What Shape Has Two Sides

Polygon with two sides and 2 vertices

Regular digon
On a circumvolve, a digon is a tessellation with ii antipodal points, and ii 180° arc edges.
Type	Regular polygon
Edges and vertices	two
Schläfli symbol	{2}
Coxeter–Dynkin diagrams
Symmetry group	D₂, [2], (*two•)

In geometry, a digon is a polygon with ii sides (edges) and 2 vertices.

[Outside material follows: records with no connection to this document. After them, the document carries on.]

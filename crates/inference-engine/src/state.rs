use std::fmt;

use serde::Serialize;

/// Why the loop is not ticking productively.
#[derive(Debug, Clone, PartialEq, Eq, Serialize)]
#[serde(tag = "reason", content = "detail", rename_all = "snake_case")]
pub enum SuspendReason {
    /// Model loaded, waiting for `start`
    AwaitingStart,
    /// Provider reported the artifact not ready
    ModelUnavailable(String),
    /// Artifact could not be turned into a handle
    LoadFailed(String),
    /// Runtime reported the handle unusable mid-run
    HandleInvalidated(String),
}

#[derive(Debug, Clone, PartialEq, Eq, Serialize)]
#[serde(tag = "state", content = "suspended", rename_all = "snake_case")]
pub enum LoopState {
    Idle,
    Running,
    Suspended(SuspendReason),
    Stopped,
}

impl LoopState {
    pub fn is_running(&self) -> bool {
        matches!(self, LoopState::Running)
    }

    pub fn is_suspended(&self) -> bool {
        matches!(self, LoopState::Suspended(_))
    }
}

impl fmt::Display for LoopState {
    fn fmt(&self, f: &mut fmt::Formatter<'_>) -> fmt::Result {
        match self {
            LoopState::Idle => f.write_str("idle"),
            LoopState::Running => f.write_str("running"),
            LoopState::Stopped => f.write_str("stopped"),
            LoopState::Suspended(SuspendReason::AwaitingStart) => {
                f.write_str("suspended (awaiting start)")
            }
            LoopState::Suspended(SuspendReason::ModelUnavailable(msg)) => {
                write!(f, "suspended (model unavailable: {msg})")
            }
            LoopState::Suspended(SuspendReason::LoadFailed(msg)) => {
                write!(f, "suspended (load failed: {msg})")
            }
            LoopState::Suspended(SuspendReason::HandleInvalidated(msg)) => {
                write!(f, "suspended (handle invalidated: {msg})")
            }
        }
    }
}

Its construction is degenerate in a Euclidean aeroplane because either the two sides would coincide or one or both would have to exist curved; nevertheless, information technology can be easily visualised in elliptic space.

A regular digon has both angles equal and both sides equal and is represented by Schläfli symbol {2}. It may be constructed on a sphere equally a pair of 180 degree arcs connecting converse points, when it forms a lune.

The digon is the simplest abstract polytope of rank 2.

A truncated digon, t{2} is a square, {4}. An alternated digon, h{2} is a monogon, {i}.

In Euclidean geometry [edit]

The digon can have one of two visual representations if placed in Euclidean space.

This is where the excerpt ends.